--- Supplied data ---
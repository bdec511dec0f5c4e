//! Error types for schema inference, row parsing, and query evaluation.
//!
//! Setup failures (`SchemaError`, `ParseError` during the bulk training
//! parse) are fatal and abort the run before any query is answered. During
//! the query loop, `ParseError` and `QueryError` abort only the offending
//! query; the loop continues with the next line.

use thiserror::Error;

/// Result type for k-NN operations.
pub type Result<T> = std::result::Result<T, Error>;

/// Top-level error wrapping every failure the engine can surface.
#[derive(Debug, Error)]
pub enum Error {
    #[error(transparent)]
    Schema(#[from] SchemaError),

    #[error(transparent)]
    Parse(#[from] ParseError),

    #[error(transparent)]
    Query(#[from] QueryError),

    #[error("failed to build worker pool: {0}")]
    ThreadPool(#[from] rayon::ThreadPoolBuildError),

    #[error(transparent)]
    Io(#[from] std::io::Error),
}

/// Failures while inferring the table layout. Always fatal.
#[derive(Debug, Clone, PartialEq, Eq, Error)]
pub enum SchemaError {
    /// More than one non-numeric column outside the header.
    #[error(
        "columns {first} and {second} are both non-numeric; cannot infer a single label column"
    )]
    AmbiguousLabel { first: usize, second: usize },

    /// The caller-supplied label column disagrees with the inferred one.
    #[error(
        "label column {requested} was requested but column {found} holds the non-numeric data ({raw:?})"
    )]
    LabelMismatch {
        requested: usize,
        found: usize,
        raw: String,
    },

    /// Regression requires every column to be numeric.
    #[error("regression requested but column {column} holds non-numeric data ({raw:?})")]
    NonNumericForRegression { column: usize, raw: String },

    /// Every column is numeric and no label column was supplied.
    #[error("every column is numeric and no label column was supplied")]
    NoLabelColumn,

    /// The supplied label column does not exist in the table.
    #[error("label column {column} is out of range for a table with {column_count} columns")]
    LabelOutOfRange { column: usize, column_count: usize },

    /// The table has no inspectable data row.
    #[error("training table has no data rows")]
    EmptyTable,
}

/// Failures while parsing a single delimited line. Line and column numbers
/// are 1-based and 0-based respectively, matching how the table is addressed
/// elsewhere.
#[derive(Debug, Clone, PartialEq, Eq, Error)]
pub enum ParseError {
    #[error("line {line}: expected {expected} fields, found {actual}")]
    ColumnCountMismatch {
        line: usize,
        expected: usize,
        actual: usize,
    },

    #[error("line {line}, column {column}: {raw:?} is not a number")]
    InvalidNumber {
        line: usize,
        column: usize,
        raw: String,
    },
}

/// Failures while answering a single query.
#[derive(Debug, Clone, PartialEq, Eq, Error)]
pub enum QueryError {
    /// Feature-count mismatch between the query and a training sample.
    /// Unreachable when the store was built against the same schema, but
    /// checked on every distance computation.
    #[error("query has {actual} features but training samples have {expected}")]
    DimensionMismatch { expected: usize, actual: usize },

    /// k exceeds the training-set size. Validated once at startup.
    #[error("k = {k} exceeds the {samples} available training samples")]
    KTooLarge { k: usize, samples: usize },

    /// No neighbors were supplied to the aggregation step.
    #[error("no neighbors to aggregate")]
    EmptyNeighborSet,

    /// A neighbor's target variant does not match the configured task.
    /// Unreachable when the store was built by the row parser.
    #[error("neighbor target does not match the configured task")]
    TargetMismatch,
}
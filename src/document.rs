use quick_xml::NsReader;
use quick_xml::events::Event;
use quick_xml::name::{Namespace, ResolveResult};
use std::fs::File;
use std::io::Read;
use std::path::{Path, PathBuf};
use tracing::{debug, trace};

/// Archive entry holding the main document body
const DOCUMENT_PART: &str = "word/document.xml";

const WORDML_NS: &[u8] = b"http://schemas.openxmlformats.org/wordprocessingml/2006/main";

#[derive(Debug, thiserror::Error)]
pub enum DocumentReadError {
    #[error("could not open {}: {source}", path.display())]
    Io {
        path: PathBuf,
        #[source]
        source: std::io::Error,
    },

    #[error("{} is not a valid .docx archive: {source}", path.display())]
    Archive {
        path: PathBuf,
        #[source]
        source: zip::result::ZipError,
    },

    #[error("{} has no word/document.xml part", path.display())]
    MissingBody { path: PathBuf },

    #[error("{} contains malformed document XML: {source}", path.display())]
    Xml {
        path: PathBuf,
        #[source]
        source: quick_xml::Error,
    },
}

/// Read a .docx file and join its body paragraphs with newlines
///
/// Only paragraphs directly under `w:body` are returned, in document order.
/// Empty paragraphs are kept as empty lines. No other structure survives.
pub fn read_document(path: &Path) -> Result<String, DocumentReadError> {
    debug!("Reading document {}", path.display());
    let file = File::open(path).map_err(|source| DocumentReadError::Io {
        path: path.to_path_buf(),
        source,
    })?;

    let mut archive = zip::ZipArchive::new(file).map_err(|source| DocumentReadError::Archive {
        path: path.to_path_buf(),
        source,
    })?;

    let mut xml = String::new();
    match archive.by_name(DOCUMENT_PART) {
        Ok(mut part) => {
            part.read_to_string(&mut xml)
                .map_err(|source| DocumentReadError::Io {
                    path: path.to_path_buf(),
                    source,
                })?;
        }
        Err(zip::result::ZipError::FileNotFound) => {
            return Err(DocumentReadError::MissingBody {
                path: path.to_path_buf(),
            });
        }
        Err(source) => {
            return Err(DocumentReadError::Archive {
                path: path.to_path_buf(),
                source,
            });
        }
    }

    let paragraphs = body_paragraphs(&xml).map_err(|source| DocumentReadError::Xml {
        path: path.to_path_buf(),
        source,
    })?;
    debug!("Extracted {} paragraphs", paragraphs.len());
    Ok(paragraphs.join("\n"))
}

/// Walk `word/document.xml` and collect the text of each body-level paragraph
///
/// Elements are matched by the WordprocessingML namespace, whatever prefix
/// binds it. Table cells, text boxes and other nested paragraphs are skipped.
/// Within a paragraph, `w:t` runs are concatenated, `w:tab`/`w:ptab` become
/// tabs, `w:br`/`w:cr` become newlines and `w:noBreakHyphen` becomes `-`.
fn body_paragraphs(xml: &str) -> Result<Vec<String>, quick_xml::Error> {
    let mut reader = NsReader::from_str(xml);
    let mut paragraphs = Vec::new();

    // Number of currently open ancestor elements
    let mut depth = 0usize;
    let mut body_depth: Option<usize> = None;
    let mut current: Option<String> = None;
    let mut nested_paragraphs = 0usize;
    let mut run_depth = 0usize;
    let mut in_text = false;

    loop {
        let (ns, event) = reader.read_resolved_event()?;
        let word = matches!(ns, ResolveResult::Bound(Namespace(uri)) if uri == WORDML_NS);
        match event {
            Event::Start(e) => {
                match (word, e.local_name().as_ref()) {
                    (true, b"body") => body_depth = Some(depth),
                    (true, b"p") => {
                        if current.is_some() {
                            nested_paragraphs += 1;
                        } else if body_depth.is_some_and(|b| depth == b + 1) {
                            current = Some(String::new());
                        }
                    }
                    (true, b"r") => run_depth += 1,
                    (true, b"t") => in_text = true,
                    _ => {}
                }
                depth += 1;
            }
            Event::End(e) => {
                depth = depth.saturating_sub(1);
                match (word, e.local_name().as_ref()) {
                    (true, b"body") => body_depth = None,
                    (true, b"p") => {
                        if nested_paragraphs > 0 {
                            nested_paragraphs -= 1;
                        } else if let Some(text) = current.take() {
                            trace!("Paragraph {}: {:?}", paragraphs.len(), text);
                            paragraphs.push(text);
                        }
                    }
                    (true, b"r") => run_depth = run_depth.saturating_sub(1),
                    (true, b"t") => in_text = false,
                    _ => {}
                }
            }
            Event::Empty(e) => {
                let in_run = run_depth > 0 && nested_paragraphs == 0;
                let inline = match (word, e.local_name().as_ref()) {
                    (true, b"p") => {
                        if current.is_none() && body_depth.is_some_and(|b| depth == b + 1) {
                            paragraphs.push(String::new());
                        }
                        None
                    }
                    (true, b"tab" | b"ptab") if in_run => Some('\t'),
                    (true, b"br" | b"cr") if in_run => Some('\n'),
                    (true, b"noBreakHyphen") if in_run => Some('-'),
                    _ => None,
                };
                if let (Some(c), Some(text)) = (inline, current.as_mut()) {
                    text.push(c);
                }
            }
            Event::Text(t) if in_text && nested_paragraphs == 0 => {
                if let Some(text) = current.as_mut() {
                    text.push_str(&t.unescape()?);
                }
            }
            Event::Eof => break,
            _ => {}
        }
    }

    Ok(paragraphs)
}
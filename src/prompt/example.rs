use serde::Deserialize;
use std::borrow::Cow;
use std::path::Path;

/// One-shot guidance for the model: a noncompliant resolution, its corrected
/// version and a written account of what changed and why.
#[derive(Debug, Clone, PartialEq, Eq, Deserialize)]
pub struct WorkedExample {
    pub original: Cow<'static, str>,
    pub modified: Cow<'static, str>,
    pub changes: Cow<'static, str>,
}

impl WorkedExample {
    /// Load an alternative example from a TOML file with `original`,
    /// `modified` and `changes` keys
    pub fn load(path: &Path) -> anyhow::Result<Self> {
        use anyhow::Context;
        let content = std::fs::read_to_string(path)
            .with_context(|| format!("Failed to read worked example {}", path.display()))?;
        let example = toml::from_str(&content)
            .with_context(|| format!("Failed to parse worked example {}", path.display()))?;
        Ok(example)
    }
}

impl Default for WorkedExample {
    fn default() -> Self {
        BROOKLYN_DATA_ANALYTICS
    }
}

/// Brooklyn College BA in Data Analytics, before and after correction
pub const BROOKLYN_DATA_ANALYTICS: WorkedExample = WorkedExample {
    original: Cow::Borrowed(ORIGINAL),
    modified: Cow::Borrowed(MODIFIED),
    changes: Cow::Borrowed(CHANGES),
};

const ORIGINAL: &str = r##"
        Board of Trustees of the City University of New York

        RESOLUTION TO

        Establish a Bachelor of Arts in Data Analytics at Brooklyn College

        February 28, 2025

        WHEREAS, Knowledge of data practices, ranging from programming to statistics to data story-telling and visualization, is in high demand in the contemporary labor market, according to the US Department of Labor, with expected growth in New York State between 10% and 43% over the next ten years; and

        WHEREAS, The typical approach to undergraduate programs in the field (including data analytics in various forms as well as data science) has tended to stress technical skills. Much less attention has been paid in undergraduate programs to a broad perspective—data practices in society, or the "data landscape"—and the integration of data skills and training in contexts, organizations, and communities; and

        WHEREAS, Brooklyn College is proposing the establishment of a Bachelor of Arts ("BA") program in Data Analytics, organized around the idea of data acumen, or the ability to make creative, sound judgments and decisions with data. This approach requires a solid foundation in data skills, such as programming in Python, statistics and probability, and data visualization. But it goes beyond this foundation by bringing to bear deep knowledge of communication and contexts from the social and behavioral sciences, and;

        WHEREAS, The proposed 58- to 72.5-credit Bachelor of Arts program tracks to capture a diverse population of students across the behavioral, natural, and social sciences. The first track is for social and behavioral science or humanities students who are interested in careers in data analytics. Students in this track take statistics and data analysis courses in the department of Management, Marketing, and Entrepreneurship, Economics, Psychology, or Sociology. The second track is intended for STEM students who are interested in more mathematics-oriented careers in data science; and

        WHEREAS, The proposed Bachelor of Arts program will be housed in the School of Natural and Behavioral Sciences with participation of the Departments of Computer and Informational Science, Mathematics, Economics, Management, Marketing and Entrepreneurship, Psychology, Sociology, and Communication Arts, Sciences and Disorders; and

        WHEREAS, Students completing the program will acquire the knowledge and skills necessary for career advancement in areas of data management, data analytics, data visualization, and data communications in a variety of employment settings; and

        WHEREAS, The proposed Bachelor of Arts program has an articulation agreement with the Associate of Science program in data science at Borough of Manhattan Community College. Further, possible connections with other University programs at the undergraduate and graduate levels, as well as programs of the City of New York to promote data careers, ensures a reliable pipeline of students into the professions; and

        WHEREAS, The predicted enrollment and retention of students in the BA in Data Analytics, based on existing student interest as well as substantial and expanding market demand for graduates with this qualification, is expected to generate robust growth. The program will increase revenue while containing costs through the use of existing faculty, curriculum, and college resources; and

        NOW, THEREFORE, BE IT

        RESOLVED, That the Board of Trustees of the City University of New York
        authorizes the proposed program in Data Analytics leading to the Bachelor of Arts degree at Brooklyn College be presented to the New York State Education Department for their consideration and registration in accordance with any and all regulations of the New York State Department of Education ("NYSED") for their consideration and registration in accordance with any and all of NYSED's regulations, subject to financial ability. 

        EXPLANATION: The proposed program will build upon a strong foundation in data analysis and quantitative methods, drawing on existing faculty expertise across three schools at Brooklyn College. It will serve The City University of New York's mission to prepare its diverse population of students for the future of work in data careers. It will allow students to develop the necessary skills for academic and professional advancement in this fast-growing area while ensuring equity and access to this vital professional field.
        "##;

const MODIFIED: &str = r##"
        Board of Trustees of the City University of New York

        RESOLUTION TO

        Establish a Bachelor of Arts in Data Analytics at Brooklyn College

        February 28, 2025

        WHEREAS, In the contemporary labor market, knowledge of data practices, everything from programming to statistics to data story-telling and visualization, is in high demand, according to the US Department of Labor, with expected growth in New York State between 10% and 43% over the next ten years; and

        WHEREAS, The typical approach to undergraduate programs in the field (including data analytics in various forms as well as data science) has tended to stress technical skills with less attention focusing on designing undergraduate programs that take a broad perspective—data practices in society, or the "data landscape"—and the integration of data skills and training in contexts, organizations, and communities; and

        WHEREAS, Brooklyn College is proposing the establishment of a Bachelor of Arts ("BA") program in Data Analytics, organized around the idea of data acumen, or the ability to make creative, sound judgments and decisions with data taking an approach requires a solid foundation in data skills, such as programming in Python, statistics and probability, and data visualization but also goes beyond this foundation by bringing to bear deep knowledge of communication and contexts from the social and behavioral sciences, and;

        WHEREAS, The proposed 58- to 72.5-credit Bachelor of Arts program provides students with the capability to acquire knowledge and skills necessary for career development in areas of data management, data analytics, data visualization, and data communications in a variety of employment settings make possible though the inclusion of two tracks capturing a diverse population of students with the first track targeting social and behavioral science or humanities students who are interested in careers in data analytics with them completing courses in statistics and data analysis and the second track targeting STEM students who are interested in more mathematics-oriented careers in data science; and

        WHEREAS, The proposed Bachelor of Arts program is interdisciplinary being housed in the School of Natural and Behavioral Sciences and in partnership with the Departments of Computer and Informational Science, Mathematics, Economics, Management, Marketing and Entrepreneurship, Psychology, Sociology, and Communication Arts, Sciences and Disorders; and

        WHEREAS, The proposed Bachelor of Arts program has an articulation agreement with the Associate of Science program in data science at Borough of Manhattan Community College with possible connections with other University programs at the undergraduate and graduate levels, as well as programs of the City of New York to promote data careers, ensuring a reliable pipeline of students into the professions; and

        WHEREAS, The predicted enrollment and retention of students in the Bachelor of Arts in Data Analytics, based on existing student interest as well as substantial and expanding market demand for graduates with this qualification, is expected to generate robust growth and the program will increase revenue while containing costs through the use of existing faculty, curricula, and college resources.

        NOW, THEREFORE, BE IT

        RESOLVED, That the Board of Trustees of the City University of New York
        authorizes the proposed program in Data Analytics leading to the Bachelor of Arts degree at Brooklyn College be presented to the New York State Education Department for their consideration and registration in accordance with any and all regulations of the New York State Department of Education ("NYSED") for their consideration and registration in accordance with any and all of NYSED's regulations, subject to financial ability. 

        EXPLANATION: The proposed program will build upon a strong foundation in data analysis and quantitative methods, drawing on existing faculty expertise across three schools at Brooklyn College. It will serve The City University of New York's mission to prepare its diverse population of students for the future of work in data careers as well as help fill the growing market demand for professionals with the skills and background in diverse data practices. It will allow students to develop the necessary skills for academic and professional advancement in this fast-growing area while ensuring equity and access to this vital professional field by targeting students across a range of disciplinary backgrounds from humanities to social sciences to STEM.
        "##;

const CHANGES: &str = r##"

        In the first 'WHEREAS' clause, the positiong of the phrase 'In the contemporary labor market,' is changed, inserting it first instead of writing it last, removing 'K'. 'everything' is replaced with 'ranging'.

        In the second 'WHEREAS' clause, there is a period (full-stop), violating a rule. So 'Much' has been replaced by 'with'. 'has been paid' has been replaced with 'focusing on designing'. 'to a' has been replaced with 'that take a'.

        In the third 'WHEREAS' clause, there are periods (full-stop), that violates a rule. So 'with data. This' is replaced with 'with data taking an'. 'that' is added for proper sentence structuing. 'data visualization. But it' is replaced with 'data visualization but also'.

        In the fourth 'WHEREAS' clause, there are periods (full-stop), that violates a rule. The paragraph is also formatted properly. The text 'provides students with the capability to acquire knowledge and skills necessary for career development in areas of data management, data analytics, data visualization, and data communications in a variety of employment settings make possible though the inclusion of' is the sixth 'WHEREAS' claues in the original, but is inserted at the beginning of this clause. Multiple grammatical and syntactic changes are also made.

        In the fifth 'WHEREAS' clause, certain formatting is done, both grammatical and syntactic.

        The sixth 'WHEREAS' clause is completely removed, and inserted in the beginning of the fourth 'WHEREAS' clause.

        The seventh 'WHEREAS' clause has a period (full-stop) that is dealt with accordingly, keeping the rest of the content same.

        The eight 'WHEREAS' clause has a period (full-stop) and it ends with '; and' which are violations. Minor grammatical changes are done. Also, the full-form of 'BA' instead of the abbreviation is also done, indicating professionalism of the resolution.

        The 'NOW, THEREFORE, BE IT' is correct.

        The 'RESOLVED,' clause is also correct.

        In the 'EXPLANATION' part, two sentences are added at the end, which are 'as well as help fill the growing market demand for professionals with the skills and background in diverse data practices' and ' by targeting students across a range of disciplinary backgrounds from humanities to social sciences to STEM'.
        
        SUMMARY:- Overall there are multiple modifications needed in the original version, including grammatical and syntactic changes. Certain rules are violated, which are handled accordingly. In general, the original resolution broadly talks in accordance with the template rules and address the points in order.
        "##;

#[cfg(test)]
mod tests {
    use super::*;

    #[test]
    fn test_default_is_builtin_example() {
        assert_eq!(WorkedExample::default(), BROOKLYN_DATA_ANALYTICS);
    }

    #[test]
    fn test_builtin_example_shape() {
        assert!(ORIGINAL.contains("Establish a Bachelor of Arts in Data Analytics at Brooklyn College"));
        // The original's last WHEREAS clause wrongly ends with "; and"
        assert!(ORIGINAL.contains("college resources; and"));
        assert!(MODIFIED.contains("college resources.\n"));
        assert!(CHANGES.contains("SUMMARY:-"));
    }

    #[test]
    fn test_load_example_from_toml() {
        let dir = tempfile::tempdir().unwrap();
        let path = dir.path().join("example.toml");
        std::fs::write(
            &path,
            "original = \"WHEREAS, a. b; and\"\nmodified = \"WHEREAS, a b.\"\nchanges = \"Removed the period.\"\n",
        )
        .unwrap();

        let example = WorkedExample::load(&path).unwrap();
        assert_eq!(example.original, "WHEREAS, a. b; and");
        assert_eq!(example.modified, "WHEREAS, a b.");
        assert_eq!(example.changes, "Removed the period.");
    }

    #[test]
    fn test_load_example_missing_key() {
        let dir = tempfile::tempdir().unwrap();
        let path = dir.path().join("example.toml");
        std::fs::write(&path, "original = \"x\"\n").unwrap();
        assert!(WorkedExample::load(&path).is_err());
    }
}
---
Exercise: With "Deserialize" as the word to match, copy each line of the records that has it.

Output below:
use serde::Deserialize;
#[derive(Debug, Clone, PartialEq, Eq, Deserialize)]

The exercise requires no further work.